Re: Looping Shell Scripts and System Load

2020-06-25 Thread David
On Thu, 25 Jun 2020 at 19:23, Tixy  wrote:
> On Wed, 2020-06-24 at 13:43 -0400, Greg Wooledge wrote:

> [Lots of good shell scripting advice snipped]

> Thanks Greg for posting these code reviews of people's scripts, it's
> not just the script authors which might learn something, but also some
> of us list subscribers. :-)

Another excellent resource for that:
https://www.shellcheck.net/



Re: Looping Shell Scripts and System Load

2020-06-25 Thread Tixy
On Wed, 2020-06-24 at 13:43 -0400, Greg Wooledge wrote:
[Lots of good shell scripting advice snipped]

Thanks Greg for posting these code reviews of people's scripts, it's
not just the script authors which might learn something, but also some
of us list subscribers. :-)

-- 
Tixy




Re: Looping Shell Scripts and System Load

2020-06-24 Thread Martin McCormick
Greg Wooledge  writes:
> All-caps names are reserved for environment variables (HOME, PATH),
> and internal shell variables (IFS, PWD, HISTFILE).
> 
> Avoiding all-caps names allows you to avoid collisions with a variable
> name that might be used for something else.  Most of the time.  This
> being the Unix shell, there are *always* stupid exceptions (http_proxy
> and friends on the environment side, and auto_resume and histchars in
> bash).

Thank you.  I learned something today that I didn't
expect to learn which is why I posted the question in the first
place.  I just wasn't thinking, I guess and used the all-caps
names to indicate that they stood for files.  If one collided
with an environment variable name, it could make the script fail
in strange ways that would be totally unpredictable, depending on
which variable one preempted.

Martin



Re: Looping Shell Scripts and System Load

2020-06-24 Thread David Christensen

On 2020-06-24 10:19, Martin McCormick wrote:

I wrote a shell script that unzips documents and I originally
wrote it such that it gets document #1, unzips it then gets
document #2, etc and it does that just fine so I wondered if I
could make it run faster by starting several processes at once,
each one unzipping a file.  It's certainly still running and will
eventually finish but I created a monster because it starts as
many processes as there are items to unzip.

#!/bin/sh
unarchive ()  {
  unzip $1
return 0
}
MEDIADIR=`pwd`
mountpoint /mags >/dev/null  ||mount /mags
mountpoint /mags >/dev/null || exit 1
cd /mags
#rm -r -f *
  for MEDIAFILE in `ls $MEDIADIR/*`; do
dirname=`basename $MEDIAFILE`
mkdir $dirname
cd $dirname
unarchive $MEDIAFILE &
cd ../
done
wait
cd ~
umount /mags
exit 0

If there are 3 zipped files, it's probably going to be ok
and start 3 unzip processes.  This directory had 13 zip files and
the first 2 or 3 roared to life and then things slowed down as
they all tried to run.

I expected this and I've been doing unix shell scripts
for literally 31 years this Summer so it is no mystery as each
new job spawns a whole new set of processes to unzip the file it
is working on while all the others are still grinding on.

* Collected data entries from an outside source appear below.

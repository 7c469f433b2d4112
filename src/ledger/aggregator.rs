//! In-memory range aggregator
//!
//! Coalesces per-message offset events into one `RangeSummary` per
//! identity/topic/partition. The whole window lives behind a single mutex so
//! that `drain()` detaches a consistent snapshot across every key at once.
//!
//! ```text
//! producers ──add()──► Mutex<AggregationWindow> ──drain()──► FlushBatcher
//! ```
//!
//! The lock is only held for the in-memory mutation or the swap; the store
//! round trip that follows a drain happens after the lock is released.

use super::types::{AliasBinding, IdentityKey, RangeSummary};
use crate::{LedgerError, Result};
use chrono::{DateTime, Utc};
use std::collections::{HashMap, HashSet};
use std::sync::{Mutex, MutexGuard, PoisonError};

pub type PartitionMap = HashMap<i32, RangeSummary>;
pub type TopicMap = HashMap<String, PartitionMap>;

/// Detached or live aggregation state: identity → topic → partition → summary
#[derive(Debug, Default)]
pub struct AggregationWindow {
    entries: HashMap<IdentityKey, TopicMap>,
    /// Aliases seen alongside a resolved id during this window
    aliases: HashSet<AliasBinding>,
}

impl AggregationWindow {
    pub fn is_empty(&self) -> bool {
        self.entries.is_empty() && self.aliases.is_empty()
    }

    /// Number of range summaries held
    pub fn len(&self) -> usize {
        self.entries
            .values()
            .flat_map(|topics| topics.values())
            .map(|partitions| partitions.len())
            .sum()
    }

    pub fn get(&self, key: &IdentityKey, topic: &str, partition: i32) -> Option<&RangeSummary> {
        self.entries.get(key)?.get(topic)?.get(&partition)
    }

    pub fn aliases(&self) -> &HashSet<AliasBinding> {
        &self.aliases
    }

    pub fn into_parts(self) -> (HashMap<IdentityKey, TopicMap>, HashSet<AliasBinding>) {
        (self.entries, self.aliases)
    }

    fn fold(&mut self, key: IdentityKey, topic: &str, partition: i32, offset: i64, now: DateTime<Utc>) {
        let partitions = self
            .entries
            .entry(key)
            .or_default()
            .entry(topic.to_string())
            .or_default();

        match partitions.get_mut(&partition) {
            Some(summary) => summary.fold(offset, now),
            None => {
                partitions.insert(partition, RangeSummary::first(offset, now));
            }
        }
    }
}

/// Single-owner aggregation table exposing only `add` and `drain`
pub struct RangeAggregator {
    window: Mutex<AggregationWindow>,
    now_fn: Box<dyn Fn() -> DateTime<Utc> + Send + Sync>,
}

impl RangeAggregator {
    pub fn new() -> Self {
        Self::with_clock(Box::new(Utc::now))
    }

    /// Create an aggregator with a custom clock (deterministic tests)
    pub fn with_clock(now_fn: Box<dyn Fn() -> DateTime<Utc> + Send + Sync>) -> Self {
        Self {
            window: Mutex::new(AggregationWindow::default()),
            now_fn,
        }
    }

    /// Fold one offset event into the current window.
    ///
    /// At least one of `resolved_id` / `alias` must be non-empty. Gaps,
    /// regressions and duplicates are absorbed; only the last offset by call
    /// order is kept.
    pub fn add(
        &self,
        resolved_id: &str,
        alias: &str,
        topic: &str,
        partition: i32,
        offset: i64,
    ) -> Result<()> {
        let key = IdentityKey::from_parts(resolved_id, alias).ok_or_else(|| {
            LedgerError::invalid("offset event carries neither an fsm id nor an alias")
        })?;
        if topic.is_empty() {
            return Err(LedgerError::invalid("offset event has an empty topic"));
        }
        if partition < 0 {
            return Err(LedgerError::invalid(format!("negative partition: {}", partition)));
        }
        if offset < 0 {
            return Err(LedgerError::invalid(format!("negative offset: {}", offset)));
        }

        let binding = (!resolved_id.is_empty() && !alias.is_empty()).then(|| AliasBinding {
            fsm_id: resolved_id.to_string(),
            fsm_alias: alias.to_string(),
        });

        let now = (self.now_fn)();
        let mut window = self.lock();
        window.fold(key, topic, partition, offset, now);
        if let Some(binding) = binding {
            window.aliases.insert(binding);
        }

        Ok(())
    }

    /// Detach the current window, leaving an empty one in its place.
    pub fn drain(&self) -> AggregationWindow {
        std::mem::take(&mut *self.lock())
    }

    /// Number of range summaries currently held
    pub fn len(&self) -> usize {
        self.lock().len()
    }

    pub fn is_empty(&self) -> bool {
        self.lock().is_empty()
    }

    // Poisoning only means a producer panicked mid-fold; the window is still usable.
    fn lock(&self) -> MutexGuard<'_, AggregationWindow> {
        self.window.lock().unwrap_or_else(PoisonError::into_inner)
    }
}

impl Default for RangeAggregator {
    fn default() -> Self {
        Self::new()
    }
}

#[cfg(test)]
mod tests {
    use super::*;
    use std::sync::atomic::{AtomicI64, Ordering};
    use std::sync::Arc;

    fn fixed_clock() -> Box<dyn Fn() -> DateTime<Utc> + Send + Sync> {
        let tick = Arc::new(AtomicI64::new(1_700_000_000_000));
        Box::new(move || {
            let ms = tick.fetch_add(1, Ordering::SeqCst);
            DateTime::<Utc>::from_timestamp_millis(ms).unwrap()
        })
    }

    fn pending(alias: &str) -> IdentityKey {
        IdentityKey::Pending(alias.to_string())
    }

    fn resolved(id: &str) -> IdentityKey {
        IdentityKey::Resolved(id.to_string())
    }

    #[test]
    fn test_add_creates_then_folds() {
        let agg = RangeAggregator::with_clock(fixed_clock());

        agg.add("", "alias1", "t1", 0, 100).unwrap();
        agg.add("", "alias1", "t1", 0, 105).unwrap();

        let window = agg.drain();
        let summary = window.get(&pending("alias1"), "t1", 0).unwrap();
        assert_eq!(summary.start_offset, 100);
        assert_eq!(summary.last_offset, 105);
        assert_eq!(summary.count, 2);
    }

    #[test]
    fn test_last_offset_follows_call_order() {
        let agg = RangeAggregator::with_clock(fixed_clock());
        let offsets = [50, 10, 70, 70, 3];
        for offset in offsets {
            agg.add("fsm-1", "", "orders", 2, offset).unwrap();
        }

        let window = agg.drain();
        let summary = window.get(&resolved("fsm-1"), "orders", 2).unwrap();
        assert_eq!(summary.count, offsets.len() as i64);
        assert_eq!(summary.start_offset, 50);
        assert_eq!(summary.last_offset, 3);
    }

    #[test]
    fn test_updated_at_moves_on_every_fold() {
        let agg = RangeAggregator::with_clock(fixed_clock());
        agg.add("fsm-1", "", "t", 0, 1).unwrap();
        let first = agg.drain();
        let t_first = first.get(&resolved("fsm-1"), "t", 0).unwrap().updated_at;

        agg.add("fsm-1", "", "t", 0, 1).unwrap();
        agg.add("fsm-1", "", "t", 0, 2).unwrap();
        let second = agg.drain();
        let t_second = second.get(&resolved("fsm-1"), "t", 0).unwrap().updated_at;
        assert!(t_second > t_first);
    }

    #[test]
    fn test_resolved_id_wins_over_alias() {
        let agg = RangeAggregator::new();
        agg.add("fsm-1", "alias-a", "t", 0, 1).unwrap();
        agg.add("fsm-1", "alias-b", "t", 0, 2).unwrap();
        agg.add("fsm-1", "", "t", 0, 3).unwrap();

        let window = agg.drain();
        assert_eq!(window.len(), 1);
        assert_eq!(window.get(&resolved("fsm-1"), "t", 0).unwrap().count, 3);

        let mut aliases: Vec<_> = window.aliases().iter().map(|b| b.fsm_alias.clone()).collect();
        aliases.sort();
        assert_eq!(aliases, vec!["alias-a", "alias-b"]);
    }

    #[test]
    fn test_rejects_invalid_events() {
        let agg = RangeAggregator::new();
        assert!(agg.add("", "", "t", 0, 1).unwrap_err().is_client_error());
        assert!(agg.add("fsm", "", "", 0, 1).unwrap_err().is_client_error());
        assert!(agg.add("fsm", "", "t", -1, 1).unwrap_err().is_client_error());
        assert!(agg.add("fsm", "", "t", 0, -5).unwrap_err().is_client_error());
        assert!(agg.is_empty());
    }

    #[test]
    fn test_drain_leaves_empty_window() {
        let agg = RangeAggregator::new();
        agg.add("fsm-1", "", "t", 0, 1).unwrap();
        agg.add("fsm-1", "", "t", 1, 1).unwrap();
        agg.add("", "alias", "t", 0, 1).unwrap();
        assert_eq!(agg.len(), 3);

        let window = agg.drain();
        assert_eq!(window.len(), 3);
        assert!(agg.is_empty());

        // Adds after the drain start a fresh window
        agg.add("fsm-1", "", "t", 0, 9).unwrap();
        let next = agg.drain();
        let summary = next.get(&resolved("fsm-1"), "t", 0).unwrap();
        assert_eq!(summary.start_offset, 9);
        assert_eq!(summary.count, 1);
        assert_eq!(window.get(&resolved("fsm-1"), "t", 0).unwrap().count, 1);
    }

    #[test]
    fn test_concurrent_adds_and_drains_lose_nothing() {
        let agg = Arc::new(RangeAggregator::new());
        let producers = 8;
        let per_producer = 2_000;

        let handles: Vec<_> = (0..producers)
            .map(|p| {
                let agg = agg.clone();
                std::thread::spawn(move || {
                    for i in 0..per_producer {
                        agg.add("fsm-1", "", "t", p % 2, i).unwrap();
                    }
                })
            })
            .collect();

        let mut total = 0i64;
        let drains = {
            let agg = agg.clone();
            std::thread::spawn(move || {
                let mut seen = 0i64;
                for _ in 0..50 {
                    let window = agg.drain();
                    let (entries, _) = window.into_parts();
                    seen += entries
                        .values()
                        .flat_map(|t| t.values())
                        .flat_map(|p| p.values())
                        .map(|s| s.count)
                        .sum::<i64>();
                    std::thread::yield_now();
                }
                seen
            })
        };

        for h in handles {
            h.join().unwrap();
        }
        total += drains.join().unwrap();

        let (rest, _) = agg.drain().into_parts();
        total += rest
            .values()
            .flat_map(|t| t.values())
            .flat_map(|p| p.values())
            .map(|s| s.count)
            .sum::<i64>();

        assert_eq!(total, (producers as i64) * per_producer);
    }
}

Miscreants have been known to deliberately create
loops that keep starting processes until the system crashes.

Fortunately, this is one of my systems but this made me
wonder before I reinvent the wheel if there is a way to make a
shell script throttle itself based on current load so it keeps
slurping resources until the next iteration starts too many and
things start to bog down.  When some of the earlier or shorter
processes finish, the loop can restart and start some more unzips
until all are done.

Right now, uptime looks like:

  11:48:07 up 26 days, 23:10,  7 users,  load average: 16.15, 15.60, 10.65

That's pretty loaded so ideally, one could start the
looping script and it would fire up processes until things got
really busy and then not allow any more new procs to start until
some have stopped so cron and other system utilities don't stop
running which is what happens when systems get too busy.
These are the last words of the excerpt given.